What are the benefits of visual storytelling?
When you think about the visual medium, you have to remember that what you’re really doing in essence is just everything that you do say in real life. For example, when you talk to someone, you’re basically engaging with that person.
When you are an educator and you’re talking in front of a class full of students, you’re basically trying to teach them something. When you’re a mentor talking to your subordinates and you’re trying to lead them, it’s basically a type of engagement as well. So even if I’m an educator, I’m not necessarily a director, but if I know that teaching my lessons through the visual medium is a tool that I can be more effective, then it’s an added arsenal on your part. So looking for opportunities, I believe, is one of the best ways to realize that we are all visual storytellers and we could all be potential visual storytellers, maybe even effective ones.
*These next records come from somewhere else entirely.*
//! CLI chat client with optional display name and reconnection support.
//!
//! Connects to the chat server, optionally identifies with a display name,
//! and sends messages from stdin. Displays the replayed message history on
//! connect and live roster updates as peers join, rename, and leave.
//! Automatically reconnects on disconnection (max 5 attempts with 5 second
//! interval).
//!
//! Run with:
//! ```not_rust
//! cargo run --bin parlor-client
//! cargo run --bin parlor-client -- --name Alice
//! cargo run --bin parlor-client -- -n Bob -u ws://127.0.0.1:3000/ws
//! ```

use clap::Parser;

use parlor_shared::logger::setup_logger;

#[derive(Parser, Debug)]
#[command(name = "parlor-client")]
#[command(about = "CLI chat client for the parlor server", long_about = None)]
struct Args {
    /// Display name announced to the server (omit to stay anonymous)
    #[arg(short = 'n', long)]
    name: Option<String>,

    /// WebSocket server URL
    #[arg(short = 'u', long, default_value = "ws://127.0.0.1:3000/ws")]
    url: String,
}

#[tokio::main]
async fn main() {
    // Initialize tracing
    setup_logger(env!("CARGO_BIN_NAME"), "info");

    let args = Args::parse();

    // Run the client
    if let Err(e) = parlor_client::client::run_client(args.url, args.name).await {
        tracing::error!("Client error: {}", e);
        std::process::exit(1);
    }
}
//! WebSocket-backed MessagePusher implementation.
//!
//! The socket itself is created and split in the UI layer
//! (`src/ui/handler/websocket.rs`); this implementation only manages the
//! per-session `UnboundedSender` halves and writes frames into them. The
//! socket task on the other end of each channel drains it into the network.

use std::{collections::HashMap, sync::Arc};

use async_trait::async_trait;
use tokio::sync::Mutex;

use crate::domain::{MessagePushError, MessagePusher, PusherChannel, SessionId};

/// MessagePusher over per-session WebSocket channels.
pub struct WebSocketMessagePusher {
    /// Outbound channel per connected session
    clients: Arc<Mutex<HashMap<SessionId, PusherChannel>>>,
}

impl WebSocketMessagePusher {
    pub fn new(clients: Arc<Mutex<HashMap<SessionId, PusherChannel>>>) -> Self {
        Self { clients }
    }
}

#[async_trait]
impl MessagePusher for WebSocketMessagePusher {
    async fn register_client(&self, id: SessionId, sender: PusherChannel) {
        let mut clients = self.clients.lock().await;
        tracing::debug!("Session '{}' registered to MessagePusher", id);
        clients.insert(id, sender);
    }

    async fn unregister_client(&self, id: &SessionId) {
        let mut clients = self.clients.lock().await;
        clients.remove(id);
        tracing::debug!("Session '{}' unregistered from MessagePusher", id);
    }

    async fn push_to(&self, id: &SessionId, frame: &str) -> Result<(), MessagePushError> {
        let clients = self.clients.lock().await;

        if let Some(sender) = clients.get(id) {
            sender
                .send(frame.to_string())
                .map_err(|e| MessagePushError::PushFailed(e.to_string()))?;
            tracing::debug!("Pushed frame to session '{}'", id);
            Ok(())
        } else {
            Err(MessagePushError::SessionNotFound(id.to_string()))
        }
    }

    async fn broadcast(&self, targets: Vec<SessionId>, frame: &str) {
        let clients = self.clients.lock().await;

        for target in targets {
            if let Some(sender) = clients.get(&target) {
                // One dead transport must not abort the rest of the fan-out.
                if let Err(e) = sender.send(frame.to_string()) {
                    tracing::warn!("Failed to push frame to session '{}': {}", target, e);
                } else {
                    tracing::debug!("Broadcasted frame to session '{}'", target);
                }
            } else {
                tracing::warn!("Session '{}' not found during broadcast, skipping", target);
            }
        }
    }
}
//! HTTP API endpoint handlers.

use std::sync::Arc;

use axum::{
    Json,
    body::Bytes,
    extract::{Path, State},
    http::{HeaderMap, StatusCode, header},
};

use crate::{
    domain::{Esn, Room},
    ui::state::AppState,
};

/// Debug endpoint to get current room state (for testing purposes)
pub async fn debug_room_state(State(state): State<Arc<AppState>>) -> Json<Room> {
    let room = state
        .get_room_state_usecase
        .execute()
        .await
        .expect("Failed to get room state");
    Json(room)
}

/// Health check endpoint
pub async fn health_check() -> Json<serde_json::Value> {
    Json(serde_json::json!({"status": "ok"}))
}

/// Usage hint for requests that omit the esn path segment
pub async fn playlist_usage() -> &'static str {
    "You must supply an esn, e.g. /playlists/{esn}"
}

/// Get the stored feed for an esn
pub async fn get_playlist(
    State(state): State<Arc<AppState>>,
    Path(esn): Path<String>,
) -> Result<Json<serde_json::Value>, (StatusCode, String)> {
    match state.get_playlist_usecase.execute(&Esn::new(esn.clone())).await {
        Ok(Some(playlist)) => Ok(Json(playlist.feed)),
        Ok(None) => Err((
            StatusCode::NOT_FOUND,
            format!("No playlist found for {}", esn),
        )),
        Err(e) => {
            tracing::error!("Playlist lookup failed for '{}': {}", esn, e);
            Err((
                StatusCode::INTERNAL_SERVER_ERROR,
                "Playlist store error".to_string(),
            ))
        }
    }
}

/// Store a feed under an esn, overwriting any existing record.
///
/// A non-JSON content-type is rejected outright with 400; nothing is stored
/// and no second response follows.
pub async fn put_playlist(
    State(state): State<Arc<AppState>>,
    Path(esn): Path<String>,
    headers: HeaderMap,
    body: Bytes,
) -> Result<&'static str, (StatusCode, String)> {
    let is_json = headers
        .get(header::CONTENT_TYPE)
        .and_then(|value| value.to_str().ok())
        .map(|value| value.starts_with("application/json"))
        .unwrap_or(false);
    if !is_json {
        return Err((
            StatusCode::BAD_REQUEST,
            "Invalid feed type or missing content".to_string(),
        ));
    }

    let feed: serde_json::Value = serde_json::from_slice(&body).map_err(|e| {
        (
            StatusCode::BAD_REQUEST,
            format!("Invalid feed body: {}", e),
        )
    })?;

    match state
        .store_playlist_usecase
        .execute(Esn::new(esn.clone()), feed)
        .await
    {
        Ok(()) => Ok("OK"),
        Err(e) => {
            tracing::error!("Playlist store failed for '{}': {}", esn, e);
            Err((
                StatusCode::INTERNAL_SERVER_ERROR,
                "Playlist store error".to_string(),
            ))
        }
    }
}

/// Delete the record for an esn. 204 whether or not a record existed.
pub async fn delete_playlist(
    State(state): State<Arc<AppState>>,
    Path(esn): Path<String>,
) -> Result<StatusCode, (StatusCode, String)> {
    match state
        .delete_playlist_usecase
        .execute(&Esn::new(esn.clone()))
        .await
    {
        Ok(existed) => {
            if existed {
                tracing::info!("Deleted record: {}", esn);
            }
            Ok(StatusCode::NO_CONTENT)
        }
        Err(e) => {
            tracing::error!("Playlist delete failed for '{}': {}", esn, e);
            Err((
                StatusCode::INTERNAL_SERVER_ERROR,
                "Playlist store error".to_string(),
            ))
        }
    }
}
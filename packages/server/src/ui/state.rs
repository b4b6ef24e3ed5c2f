//! Server state shared across handlers.

use std::sync::Arc;

use crate::usecase::{
    ConnectClientUseCase, DeletePlaylistUseCase, DisconnectClientUseCase, GetPlaylistUseCase,
    GetRoomStateUseCase, IdentifyClientUseCase, SendMessageUseCase, StorePlaylistUseCase,
};

/// Shared application state
pub struct AppState {
    /// UseCase for client connection
    pub connect_client_usecase: Arc<ConnectClientUseCase>,
    /// UseCase for client identification
    pub identify_client_usecase: Arc<IdentifyClientUseCase>,
    /// UseCase for message sending
    pub send_message_usecase: Arc<SendMessageUseCase>,
    /// UseCase for client disconnection
    pub disconnect_client_usecase: Arc<DisconnectClientUseCase>,
    /// UseCase for room state inspection
    pub get_room_state_usecase: Arc<GetRoomStateUseCase>,
    /// UseCase for playlist lookup
    pub get_playlist_usecase: Arc<GetPlaylistUseCase>,
    /// UseCase for playlist storage
    pub store_playlist_usecase: Arc<StorePlaylistUseCase>,
    /// UseCase for playlist deletion
    pub delete_playlist_usecase: Arc<DeletePlaylistUseCase>,
}
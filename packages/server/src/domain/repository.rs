//! Repository traits: the data-access interfaces the use cases depend on.
//!
//! Concrete implementations live in the infrastructure layer (dependency
//! inversion); the use cases never see the storage technology.

use async_trait::async_trait;

use super::{
    entity::{ChatMessage, Connection, Playlist, Room},
    error::RepositoryError,
    value_object::{DisplayName, Esn, SessionId},
};

/// Connection registry and message log, guarded as one aggregate.
#[async_trait]
pub trait RoomRepository: Send + Sync {
    /// Register a connection and return the message history snapshot taken
    /// atomically with registration. The snapshot is replayed to exactly
    /// this connection, in log order, and contains exactly the messages
    /// appended before registration.
    async fn register(&self, connection: Connection) -> Vec<ChatMessage>;

    /// Remove a connection by identity. Returns `false` when it was not
    /// present (idempotent no-op).
    async fn unregister(&self, id: &SessionId) -> bool;

    /// Set or overwrite a connection's display name
    async fn set_name(&self, id: &SessionId, name: DisplayName);

    /// The sender's current display name, if identified
    async fn name_of(&self, id: &SessionId) -> Option<DisplayName>;

    /// Ordered names of all registered connections, registration order,
    /// unset names rendered as the registry default
    async fn names_snapshot(&self) -> Vec<DisplayName>;

    /// Consistent snapshot of registered session ids, registration order
    async fn session_ids(&self) -> Vec<SessionId>;

    /// Append one message to the end of the log
    async fn append_message(&self, message: ChatMessage);

    /// Number of currently registered connections
    async fn count_connections(&self) -> usize;

    /// The whole room state (debug endpoint)
    async fn get_room(&self) -> Result<Room, RepositoryError>;
}

/// Playlist document store keyed by unique `esn`.
#[async_trait]
pub trait PlaylistRepository: Send + Sync {
    /// Best-effort unique-index setup on `esn`, invoked once at startup.
    /// Failures are reported to the caller, which logs and continues.
    async fn ensure_esn_index(&self) -> Result<(), RepositoryError>;

    /// Look up the record for an esn
    async fn find(&self, esn: &Esn) -> Result<Option<Playlist>, RepositoryError>;

    /// Overwrite any existing record for the esn (delete-then-insert) or
    /// insert a new one
    async fn upsert(&self, playlist: Playlist) -> Result<(), RepositoryError>;

    /// Delete the record for an esn. Returns whether a record existed.
    async fn remove(&self, esn: &Esn) -> Result<bool, RepositoryError>;
}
And it’s just really knowing what I can do in say maybe two hours of talking to my subordinates to teach them about leadership. What if I show them a short film that runs in 20 minutes, but instead of being there in a seminar room, they’re watching something on screen that allows us to go outside of the seminar room and see the world that they’re watching in that 20-minute short film that allows me to communicate the values that I’m trying to instill in my subordinates.
That’s me as a leader and it can be in any kind of field using the medium. So looking for those opportunities and remembering that visual storytelling, when effective, can really do away with many of the things that probably shackles us from being more productive. So rather than moving on to talk about individual problems, say for example, in a leadership subordinate setup.
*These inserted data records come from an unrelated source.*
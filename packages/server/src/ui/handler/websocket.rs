//! WebSocket connection handlers.

use std::sync::Arc;

use axum::{
    extract::{
        State,
        ws::{Message, WebSocket, WebSocketUpgrade},
    },
    response::IntoResponse,
};
use futures_util::{sink::SinkExt, stream::StreamExt};
use tokio::sync::mpsc;

use crate::{
    domain::{Connection, SessionId, Timestamp},
    infrastructure::dto::websocket::{InboundEvent, MessageEvent, RosterEvent},
    ui::state::AppState,
};
use parlor_shared::time::get_timestamp;

/// Accept any client that completes the handshake. The session id is
/// generated server-side; clients carry no identity until they send an
/// identify event.
pub async fn websocket_handler(
    ws: WebSocketUpgrade,
    State(state): State<Arc<AppState>>,
) -> impl IntoResponse {
    ws.on_upgrade(move |socket| handle_socket(socket, state))
}

/// Spawns a task that receives frames from the rx channel and pushes them to the WebSocket sender.
///
/// This function handles the outbound flow: frames broadcast by other
/// sessions (via the rx channel) are sent to this client's connection.
///
/// # Arguments
///
/// * `rx` - Channel receiver for frames addressed to this session
/// * `sender` - WebSocket sink to send frames to this client
///
/// # Returns
///
/// A `JoinHandle` for the spawned task
fn pusher_loop(
    mut rx: mpsc::UnboundedReceiver<String>,
    mut sender: futures_util::stream::SplitSink<WebSocket, Message>,
) -> tokio::task::JoinHandle<()> {
    tokio::spawn(async move {
        while let Some(msg) = rx.recv().await {
            // Send the frame to this client
            if sender.send(Message::Text(msg.into())).await.is_err() {
                break;
            }
        }
    })
}

async fn handle_socket(socket: WebSocket, state: Arc<AppState>) {
    let session_id = SessionId::generate();

    // Create a channel for this client to receive broadcast frames
    let (tx, rx) = mpsc::unbounded_channel();

    let connection = Connection::new(session_id.clone(), Timestamp::new(get_timestamp()));
    let replay = state
        .connect_client_usecase
        .execute(connection, tx)
        .await;
    tracing::info!("Session '{}' connected and registered", session_id);

    let (mut sender, mut receiver) = socket.split();

    // Replay the full message history to the newcomer, in log order. The
    // snapshot was taken atomically with registration, and live frames only
    // start flowing once pusher_loop drains rx below, so replay frames
    // always precede them.
    for message in replay {
        let frame = serde_json::to_string(&MessageEvent::from(message)).unwrap();
        if let Err(e) = sender.send(Message::Text(frame.into())).await {
            tracing::error!("Failed to replay history to '{}': {}", session_id, e);
            broadcast_departure(&state, &session_id).await;
            return;
        }
    }

    let session_id_for_recv = session_id.clone();
    let state_clone = state.clone();

    // Spawn a task to receive events from this client
    let mut recv_task = tokio::spawn(async move {
        while let Some(msg) = receiver.next().await {
            let msg = match msg {
                Ok(msg) => msg,
                Err(e) => {
                    tracing::error!("WebSocket error: {}", e);
                    break;
                }
            };

            match msg {
                Message::Text(text) => {
                    tracing::info!("Received text: {}", text);

                    // Parse the incoming frame
                    let event = match serde_json::from_str::<InboundEvent>(&text) {
                        Ok(event) => event,
                        Err(e) => {
                            tracing::warn!(
                                "Ignoring unparseable frame from '{}': {}",
                                session_id_for_recv,
                                e
                            );
                            continue;
                        }
                    };

                    match event {
                        InboundEvent::Identify { name } => {
                            // Rename, then rebroadcast the roster to everyone
                            let roster = state_clone
                                .identify_client_usecase
                                .execute(&session_id_for_recv, name)
                                .await;

                            let frame =
                                serde_json::to_string(&RosterEvent::from(roster)).unwrap();
                            state_clone
                                .identify_client_usecase
                                .broadcast_roster(&frame)
                                .await;
                        }
                        InboundEvent::Message { text } => {
                            // Empty text is dropped inside the UseCase; only a
                            // surviving message is broadcast, sender included
                            if let Some(message) = state_clone
                                .send_message_usecase
                                .execute(&session_id_for_recv, text)
                                .await
                            {
                                let frame =
                                    serde_json::to_string(&MessageEvent::from(message)).unwrap();
                                state_clone
                                    .send_message_usecase
                                    .broadcast_message(&frame)
                                    .await;
                            }
                        }
                    }
                }
                Message::Ping(_) => {
                    tracing::debug!("Received ping");
                    // Ping/pong is handled automatically by the WebSocket protocol
                }
                Message::Close(_) => {
                    tracing::info!("Session '{}' requested close", session_id_for_recv);
                    break;
                }
                _ => {}
            }
        }
    });

    // Spawn a task to receive frames from other clients and send to this client
    let mut send_task = pusher_loop(rx, sender);

    // If any one of the tasks completes, abort the other
    tokio::select! {
        _ = &mut recv_task => send_task.abort(),
        _ = &mut send_task => recv_task.abort(),
    };

    broadcast_departure(&state, &session_id).await;
}

/// Remove the session and, if it was still registered, rebroadcast the
/// shrunken roster to the remaining connections. A session that already left
/// triggers nothing.
async fn broadcast_departure(state: &Arc<AppState>, session_id: &SessionId) {
    if let Some(roster) = state.disconnect_client_usecase.execute(session_id).await {
        let frame = serde_json::to_string(&RosterEvent::from(roster)).unwrap();
        state
            .disconnect_client_usecase
            .broadcast_roster(&frame)
            .await;
        tracing::info!("Broadcasted roster after '{}' left", session_id);
    }
}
I can instead be using my visual storytelling to shorten the time and then focus on other things. It’s the same thing for education. If I instead find a way to teach something in a very effective way, in a visual medium, then that allows me more to focus on maybe going into each individual person and talking to them about how can they improve specific skills or maybe even move forward to more advanced lessons that I probably won’t be able to cover in a limited period of time. So remembering that this is something that is accessible to all of us and it’s something that is innate in humanity. Just us going back home and talking to our parents, to our girlfriend or boyfriend, telling them about our day. Just trying to let out that, okay, I had a bad day, this is what happened. That’s storytelling. When we meet someone, oh, I’m from this place, and oh, okay, do you know this, or do you know this person, or have you ever been to this place? You’re actually just exchanging stories and making connections. It’s something innate in all of us.
So that’s something that, you know, if you keep it in mind and you know that it’s something that can just be activated in all of us, then we all have the capacities to be telling stories. And doing it visually is just another step that we are all starting to be really familiar with in the first place kasi right now, at the moment, we are all media consumers and everyone has a smartphone.
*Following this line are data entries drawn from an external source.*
//! Conversion logic between DTOs and domain entities.

use crate::domain::{entity, value_object::DisplayName};
use crate::infrastructure::dto::websocket as dto;

// ========================================
// Domain Entity → DTO
// ========================================

impl From<entity::ChatMessage> for dto::MessageEvent {
    fn from(model: entity::ChatMessage) -> Self {
        Self {
            r#type: dto::EventType::Message,
            name: model.name.map(DisplayName::into_string),
            text: model.text.into_string(),
        }
    }
}

impl From<Vec<DisplayName>> for dto::RosterEvent {
    fn from(names: Vec<DisplayName>) -> Self {
        Self {
            r#type: dto::EventType::Roster,
            names: names.into_iter().map(DisplayName::into_string).collect(),
        }
    }
}

#[cfg(test)]
mod tests {
    use super::*;
    use crate::domain::{MessageText, Timestamp};

    #[test]
    fn test_named_chat_message_to_event() {
        // given:
        let message = entity::ChatMessage::new(
            Some(DisplayName::coerce(Some("Alice".to_string()))),
            MessageText::coerce(Some("hi".to_string())).unwrap(),
            Timestamp::new(1000),
        );

        // when:
        let event: dto::MessageEvent = message.into();

        // then: the wire event carries only name and text
        assert_eq!(event.name.as_deref(), Some("Alice"));
        assert_eq!(event.text, "hi");
        assert_eq!(event.r#type, dto::EventType::Message);
    }

    #[test]
    fn test_unnamed_chat_message_to_event() {
        // given: sender never identified
        let message = entity::ChatMessage::new(
            None,
            MessageText::coerce(Some("hi".to_string())).unwrap(),
            Timestamp::new(1000),
        );

        // when:
        let event: dto::MessageEvent = message.into();

        // then:
        assert_eq!(event.name, None);
    }

    #[test]
    fn test_roster_names_to_event() {
        // given:
        let names = vec![
            DisplayName::coerce(Some("Alice".to_string())),
            DisplayName::anonymous(),
        ];

        // when:
        let event: dto::RosterEvent = names.into();

        // then:
        assert_eq!(event.names, vec!["Alice".to_string(), "Anonymous".to_string()]);
        assert_eq!(event.r#type, dto::EventType::Roster);
    }
}
//! Shared utilities for the parlor chat/playlist server and its CLI client.

pub mod logger;
pub mod time;
//! UseCase: room state inspection (debug endpoint).

use std::sync::Arc;

use crate::domain::{RepositoryError, Room, RoomRepository};

/// Room state inspection use case
pub struct GetRoomStateUseCase {
    repository: Arc<dyn RoomRepository>,
}

impl GetRoomStateUseCase {
    pub fn new(repository: Arc<dyn RoomRepository>) -> Self {
        Self { repository }
    }

    pub async fn execute(&self) -> Result<Room, RepositoryError> {
        self.repository.get_room().await
    }
}
//! omi-buttond: Background daemon for the Omi wearable's recording button
//!
//! The daemon talks to the device through a platform BLE helper and provides:
//! - Long press detection on the button characteristic
//! - Recording toggles with haptic and spoken feedback
//! - Audio pausing while a press is being detected
//! - WAV files for every recording
//!
//! Scanning, pairing and reconnection belong to the helper.

mod ble;
mod button;
mod config;
mod events;
mod feedback;
mod lifecycle;
mod session;
mod stream;

#[cfg(test)]
mod testing;

use std::sync::Arc;

use anyhow::Result;
use tokio::sync::{broadcast, mpsc};
use tracing::{error, info, warn};
use tracing_subscriber::EnvFilter;

use crate::ble::BridgeListener;
use crate::config::Config;
use crate::events::SessionEvent;
use crate::feedback::{SpeechCapability, SpeechFeedbackWorker};
use crate::lifecycle::ShutdownSignal;
use crate::session::{AudioDecoder, PcmPacketDecoder, RecordingSession, SessionOptions, WavRecorder};

/// Decoded chunks buffered ahead of the recorder
const AUDIO_BUFFER: usize = 64;

#[tokio::main]
async fn main() -> Result<()> {
    // Initialize logging
    tracing_subscriber::fmt()
        .with_env_filter(
            EnvFilter::try_from_default_env()
                .unwrap_or_else(|_| EnvFilter::new("info"))
        )
        .init();

    info!(
        version = env!("CARGO_PKG_VERSION"),
        "omi-buttond starting"
    );

    // Load configuration
    let config = Config::load()?;
    config.ensure_dirs()?;
    info!(?config.socket_path, ?config.recordings_dir, "configuration loaded");

    // Registered early so a signal during setup is not lost
    let mut shutdown = ShutdownSignal::new()?;

    // Speech runs on its own thread; a missing engine leaves a no-op worker
    let speech = SpeechFeedbackWorker::start(SpeechCapability::detect(config.speech_feedback))?;

    let listener = BridgeListener::bind(&config.socket_path)?;
    info!("waiting for BLE helper");

    let transport = tokio::select! {
        result = listener.accept(config.request_timeout) => Arc::new(result?),
        _ = shutdown.wait() => {
            info!("shutdown signal received before helper connected");
            return Ok(());
        }
    };

    // Session -> recorder
    let (event_tx, _event_rx) = broadcast::channel::<SessionEvent>(64);
    let (audio_tx, audio_rx) = mpsc::channel(AUDIO_BUFFER);

    let recorder = WavRecorder::new(&config.recordings_dir, config.sample_rate);
    let recorder_task = tokio::spawn(recorder.run(event_tx.subscribe(), audio_rx));

    // The helper forwards raw PCM frames; Opus packets are not decoded
    let decoder = PcmPacketDecoder::new();
    info!(decoder = decoder.name(), sample_rate = config.sample_rate, "audio decoder selected");

    let mut session = RecordingSession::new(
        Arc::clone(&transport),
        decoder,
        speech,
        audio_tx,
        event_tx.clone(),
        SessionOptions::from(&config),
    );

    info!(speech = session.speech_enabled(), "spoken feedback");

    let started = session.start().await;
    match &started {
        Ok(()) => {
            info!("daemon initialized, entering main loop");

            tokio::select! {
                _ = session.run() => {
                    info!("session reactor exited");
                }

                _ = transport.closed() => {
                    warn!("BLE helper disconnected");
                }

                _ = shutdown.wait() => {
                    info!("shutdown signal received");
                }
            }
        }
        Err(e) => {
            error!(?e, "failed to subscribe to device notifications");
        }
    }

    // Cleanup
    info!("shutting down...");

    if session.is_recording() {
        warn!(
            started_at = ?session.recording_started_at(),
            bytes = session.bytes_received(),
            "daemon stopping mid-recording, file will be finalized as is"
        );
    }
    if let Err(e) = session.stop(config.shutdown_timeout).await {
        error!(?e, "session did not stop cleanly");
    }
    info!(
        toggles = session.toggle_count(),
        state = ?session.recording_state(),
        last = ?session.last_summary(),
        "session summary"
    );

    // Closing the event channel lets the recorder finalize its file
    drop(session);
    drop(event_tx);
    if tokio::time::timeout(config.shutdown_timeout, recorder_task).await.is_err() {
        warn!("recorder did not finish in time");
    }

    drop(listener);
    info!("omi-buttond stopped");

    started.map_err(Into::into)
}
Kapag may birthday celebration, take a picture. May surprise na nangyayari? There’s an accident that happened on the street? Switch to video mode. Record! Upload it on Facebook, suddenly you’re hitting a lot of views, you’re suddenly a storyteller. I was the one who told the story of this accident that they’re talking about in the news, and they’re using your footage. You’re a visual storyteller. So that is the power of storytelling, and that’s the even bigger power of storytelling when done visually.